= EXERCISE INSTRUCTIONS =
All of the entries need to be copied character for character.

(Records contained in a dataset)
—————

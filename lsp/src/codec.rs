//! JSON-RPC framing codec for LSP communication.
//!
//! LSP uses `Content-Length: N\r\n\r\n{json}` framing over stdin/stdout.
//! [`FrameBuffer`] does the byte-level work: callers push whatever chunk
//! sizes the pipe hands them and pull complete frames back out.
//! [`FrameReader`] drives a buffer from an async reader.

use anyhow::{Context, Result, bail};
use tokio::io::{AsyncRead, AsyncReadExt};

/// Maximum frame size (4 MiB) to prevent unbounded memory allocation.
pub const MAX_FRAME_BYTES: usize = 4 * 1024 * 1024;

/// Longest header block accepted before a terminator must have appeared.
pub const MAX_HEADER_BYTES: usize = 8 * 1024;

const HEADER_TERMINATOR: &[u8] = b"\r\n\r\n";
const CONTENT_LENGTH_PREFIX: &str = "Content-Length: ";
const READ_CHUNK_BYTES: usize = 8 * 1024;

/// Serialize `msg` and prepend its `Content-Length` header.
pub fn encode_frame(msg: &serde_json::Value) -> Result<Vec<u8>> {
    let body = serde_json::to_vec(msg).context("serializing JSON-RPC frame")?;
    let mut frame = format!("{CONTENT_LENGTH_PREFIX}{}\r\n\r\n", body.len()).into_bytes();
    frame.extend_from_slice(&body);
    Ok(frame)
}

/// Raw payload sliced out of the stream. Not yet known to be valid JSON.
#[derive(Debug, Clone, PartialEq, Eq)]
pub struct RawFrame(pub Vec<u8>);

impl RawFrame {
    pub fn parse(&self) -> Result<serde_json::Value> {
        serde_json::from_slice(&self.0).context("parsing JSON-RPC frame")
    }
}

/// Accumulates bytes and slices complete frames off the front.
#[derive(Debug, Default)]
pub struct FrameBuffer {
    buf: Vec<u8>,
    /// Prefix of `buf` already searched for a header terminator.
    scanned: usize,
}

impl FrameBuffer {
    #[must_use]
    pub fn new() -> Self {
        Self::default()
    }

    pub fn push(&mut self, bytes: &[u8]) {
        self.buf.extend_from_slice(bytes);
    }

    /// Bytes received but not yet consumed as a frame.
    #[must_use]
    pub fn pending_len(&self) -> usize {
        self.buf.len()
    }

    /// Slice the next complete frame, if one has fully arrived.
    ///
    /// A header block without a usable `Content-Length` is discarded and the
    /// scan continues after it. Errors are reserved for frames the reader
    /// cannot recover from (an oversized length).
    pub fn next_frame(&mut self) -> Result<Option<RawFrame>> {
        loop {
            let Some(header_end) = self.find_header_end() else {
                if self.buf.len() > MAX_HEADER_BYTES {
                    bail!(
                        "{} bytes without an LSP header terminator",
                        self.buf.len()
                    );
                }
                return Ok(None);
            };

            let Some(content_length) = parse_content_length(&self.buf[..header_end]) else {
                tracing::warn!(
                    header = %String::from_utf8_lossy(&self.buf[..header_end]),
                    "Dropping LSP header block without Content-Length"
                );
                self.consume(header_end + HEADER_TERMINATOR.len());
                continue;
            };

            if content_length > MAX_FRAME_BYTES {
                bail!("Content-Length {content_length} exceeds maximum {MAX_FRAME_BYTES}");
            }

            let body_start = header_end + HEADER_TERMINATOR.len();
            let frame_end = body_start + content_length;
            if self.buf.len() < frame_end {
                return Ok(None);
            }

            let body = self.buf[body_start..frame_end].to_vec();
            self.consume(frame_end);
            return Ok(Some(RawFrame(body)));
        }
    }

    /// Resume the terminator search where the last one gave up, backing off
    /// enough to catch a terminator split across pushes.
    fn find_header_end(&mut self) -> Option<usize> {
        let start = self.scanned.saturating_sub(HEADER_TERMINATOR.len() - 1);
        match find(&self.buf[start..], HEADER_TERMINATOR) {
            Some(pos) => {
                self.scanned = start + pos;
                Some(start + pos)
            }
            None => {
                self.scanned = self.buf.len();
                None
            }
        }
    }

    fn consume(&mut self, len: usize) {
        self.buf.drain(..len);
        self.scanned = 0;
    }

    /// Every complete frame currently buffered, parsed as JSON.
    ///
    /// Payloads that are not valid JSON are logged and skipped.
    pub fn drain_messages(&mut self) -> Result<Vec<serde_json::Value>> {
        let mut out = Vec::new();
        while let Some(raw) = self.next_frame()? {
            match raw.parse() {
                Ok(value) => out.push(value),
                Err(e) => tracing::warn!("Skipping malformed LSP payload: {e:#}"),
            }
        }
        Ok(out)
    }
}

/// Header lines are matched with a case-sensitive `Content-Length: ` prefix.
fn parse_content_length(header: &[u8]) -> Option<usize> {
    let header = std::str::from_utf8(header).ok()?;
    header
        .split("\r\n")
        .find_map(|line| line.strip_prefix(CONTENT_LENGTH_PREFIX))
        .and_then(|value| value.trim().parse().ok())
}

fn find(haystack: &[u8], needle: &[u8]) -> Option<usize> {
    haystack.windows(needle.len()).position(|w| w == needle)
}

/// Reads JSON-RPC messages from an async reader.
pub struct FrameReader<R> {
    reader: R,
    buffer: FrameBuffer,
    ready: std::collections::VecDeque<serde_json::Value>,
}

impl<R: AsyncRead + Unpin> FrameReader<R> {
    pub fn new(reader: R) -> Self {
        Self {
            reader,
            buffer: FrameBuffer::new(),
            ready: std::collections::VecDeque::new(),
        }
    }

    /// Read the next well-formed message.
    ///
    /// Returns `Ok(None)` on EOF. Malformed payloads are skipped, not returned.
    pub async fn read_message(&mut self) -> Result<Option<serde_json::Value>> {
        let mut chunk = vec![0u8; READ_CHUNK_BYTES];
        loop {
            if let Some(msg) = self.ready.pop_front() {
                return Ok(Some(msg));
            }

            let n = self
                .reader
                .read(&mut chunk)
                .await
                .context("reading from language server")?;
            if n == 0 {
                if self.buffer.pending_len() > 0 {
                    tracing::debug!(
                        bytes = self.buffer.pending_len(),
                        "Discarding partial LSP frame at EOF"
                    );
                }
                return Ok(None);
            }

            self.buffer.push(&chunk[..n]);
            self.ready.extend(self.buffer.drain_messages()?);
        }
    }
}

—————

= RESULT OF THIS EXERCISE =
filename lsp/src/codec.rs
//! JSON-RPC framing codec for LSP communication.
//!
//! LSP uses `Content-Length: N\r\n\r\n{json}` framing over stdin/stdout.
//! [`FrameBuffer`] does the byte-level work: callers push whatever chunk
//! sizes the pipe hands them and pull complete frames back out.
//! [`FrameReader`] drives a buffer from an async reader.

use anyhow::{Context, Result, bail};
use tokio::io::{AsyncRead, AsyncReadExt};

/// Maximum frame size (4 MiB) to prevent unbounded memory allocation.
pub const MAX_FRAME_BYTES: usize = 4 * 1024 * 1024;

/// Longest header block accepted before a terminator must have appeared.
pub const MAX_HEADER_BYTES: usize = 8 * 1024;

const HEADER_TERMINATOR: &[u8] = b"\r\n\r\n";
const CONTENT_LENGTH_PREFIX: &str = "Content-Length: ";
const READ_CHUNK_BYTES: usize = 8 * 1024;

/// Serialize `msg` and prepend its `Content-Length` header.
pub fn encode_frame(msg: &serde_json::Value) -> Result<Vec<u8>> {
    let body = serde_json::to_vec(msg).context("serializing JSON-RPC frame")?;
    let mut frame = format!("{CONTENT_LENGTH_PREFIX}{}\r\n\r\n", body.len()).into_bytes();
    frame.extend_from_slice(&body);
    Ok(frame)
}

/// Raw payload sliced out of the stream. Not yet known to be valid JSON.
#[derive(Debug, Clone, PartialEq, Eq)]
pub struct RawFrame(pub Vec<u8>);

impl RawFrame {
    pub fn parse(&self) -> Result<serde_json::Value> {
        serde_json::from_slice(&self.0).context("parsing JSON-RPC frame")
    }
}

/// Accumulates bytes and slices complete frames off the front.
#[derive(Debug, Default)]
pub struct FrameBuffer {
    buf: Vec<u8>,
    /// Prefix of `buf` already searched for a header terminator.
    scanned: usize,
}

impl FrameBuffer {
    #[must_use]
    pub fn new() -> Self {
        Self::default()
    }

    pub fn push(&mut self, bytes: &[u8]) {
        self.buf.extend_from_slice(bytes);
    }

    /// Bytes received but not yet consumed as a frame.
    #[must_use]
    pub fn pending_len(&self) -> usize {
        self.buf.len()
    }

    /// Slice the next complete frame, if one has fully arrived.
    ///
    /// A header block without a usable `Content-Length` is discarded and the
    /// scan continues after it. Errors are reserved for frames the reader
    /// cannot recover from (an oversized length).
    pub fn next_frame(&mut self) -> Result<Option<RawFrame>> {
        loop {
            let Some(header_end) = self.find_header_end() else {
                if self.buf.len() > MAX_HEADER_BYTES {
                    bail!(
                        "{} bytes without an LSP header terminator",
                        self.buf.len()
                    );
                }
                return Ok(None);
            };

            let Some(content_length) = parse_content_length(&self.buf[..header_end]) else {
                tracing::warn!(
                    header = %String::from_utf8_lossy(&self.buf[..header_end]),
                    "Dropping LSP header block without Content-Length"
                );
                self.consume(header_end + HEADER_TERMINATOR.len());
                continue;
            };

            if content_length > MAX_FRAME_BYTES {
                bail!("Content-Length {content_length} exceeds maximum {MAX_FRAME_BYTES}");
            }

            let body_start = header_end + HEADER_TERMINATOR.len();
            let frame_end = body_start + content_length;
            if self.buf.len() < frame_end {
                return Ok(None);
            }

            let body = self.buf[body_start..frame_end].to_vec();
            self.consume(frame_end);
            return Ok(Some(RawFrame(body)));
        }
    }

    /// Resume the terminator search where the last one gave up, backing off
    /// enough to catch a terminator split across pushes.
    fn find_header_end(&mut self) -> Option<usize> {
        let start = self.scanned.saturating_sub(HEADER_TERMINATOR.len() - 1);
        match find(&self.buf[start..], HEADER_TERMINATOR) {
            Some(pos) => {
                self.scanned = start + pos;
                Some(start + pos)
            }
            None => {
                self.scanned = self.buf.len();
                None
            }
        }
    }

    fn consume(&mut self, len: usize) {
        self.buf.drain(..len);
        self.scanned = 0;
    }

    /// Every complete frame currently buffered, parsed as JSON.
    ///
    /// Payloads that are not valid JSON are logged and skipped.
    pub fn drain_messages(&mut self) -> Result<Vec<serde_json::Value>> {
        let mut out = Vec::new();
        while let Some(raw) = self.next_frame()? {
            match raw.parse() {
                Ok(value) => out.push(value),
                Err(e) => tracing::warn!("Skipping malformed LSP payload: {e:#}"),
            }
        }
        Ok(out)
    }
}

/// Header lines are matched with a case-sensitive `Content-Length: ` prefix.
fn parse_content_length(header: &[u8]) -> Option<usize> {
    let header = std::str::from_utf8(header).ok()?;
    header
        .split("\r\n")
        .find_map(|line| line.strip_prefix(CONTENT_LENGTH_PREFIX))
        .and_then(|value| value.trim().parse().ok())
}

fn find(haystack: &[u8], needle: &[u8]) -> Option<usize> {
    haystack.windows(needle.len()).position(|w| w == needle)
}

/// Reads JSON-RPC messages from an async reader.
pub struct FrameReader<R> {
    reader: R,
    buffer: FrameBuffer,
    ready: std::collections::VecDeque<serde_json::Value>,
}

impl<R: AsyncRead + Unpin> FrameReader<R> {
    pub fn new(reader: R) -> Self {
        Self {
            reader,
            buffer: FrameBuffer::new(),
            ready: std::collections::VecDeque::new(),
        }
    }

    /// Read the next well-formed message.
    ///
    /// Returns `Ok(None)` on EOF. Malformed payloads are skipped, not returned.
    pub async fn read_message(&mut self) -> Result<Option<serde_json::Value>> {
        let mut chunk = vec![0u8; READ_CHUNK_BYTES];
        loop {
            if let Some(msg) = self.ready.pop_front() {
                return Ok(Some(msg));
            }

            let n = self
                .reader
                .read(&mut chunk)
                .await
                .context("reading from language server")?;
            if n == 0 {
                if self.buffer.pending_len() > 0 {
                    tracing::debug!(
                        bytes = self.buffer.pending_len(),
                        "Discarding partial LSP frame at EOF"
                    );
                }
                return Ok(None);
            }

            self.buffer.push(&chunk[..n]);
            self.ready.extend(self.buffer.drain_messages()?);
        }
    }
}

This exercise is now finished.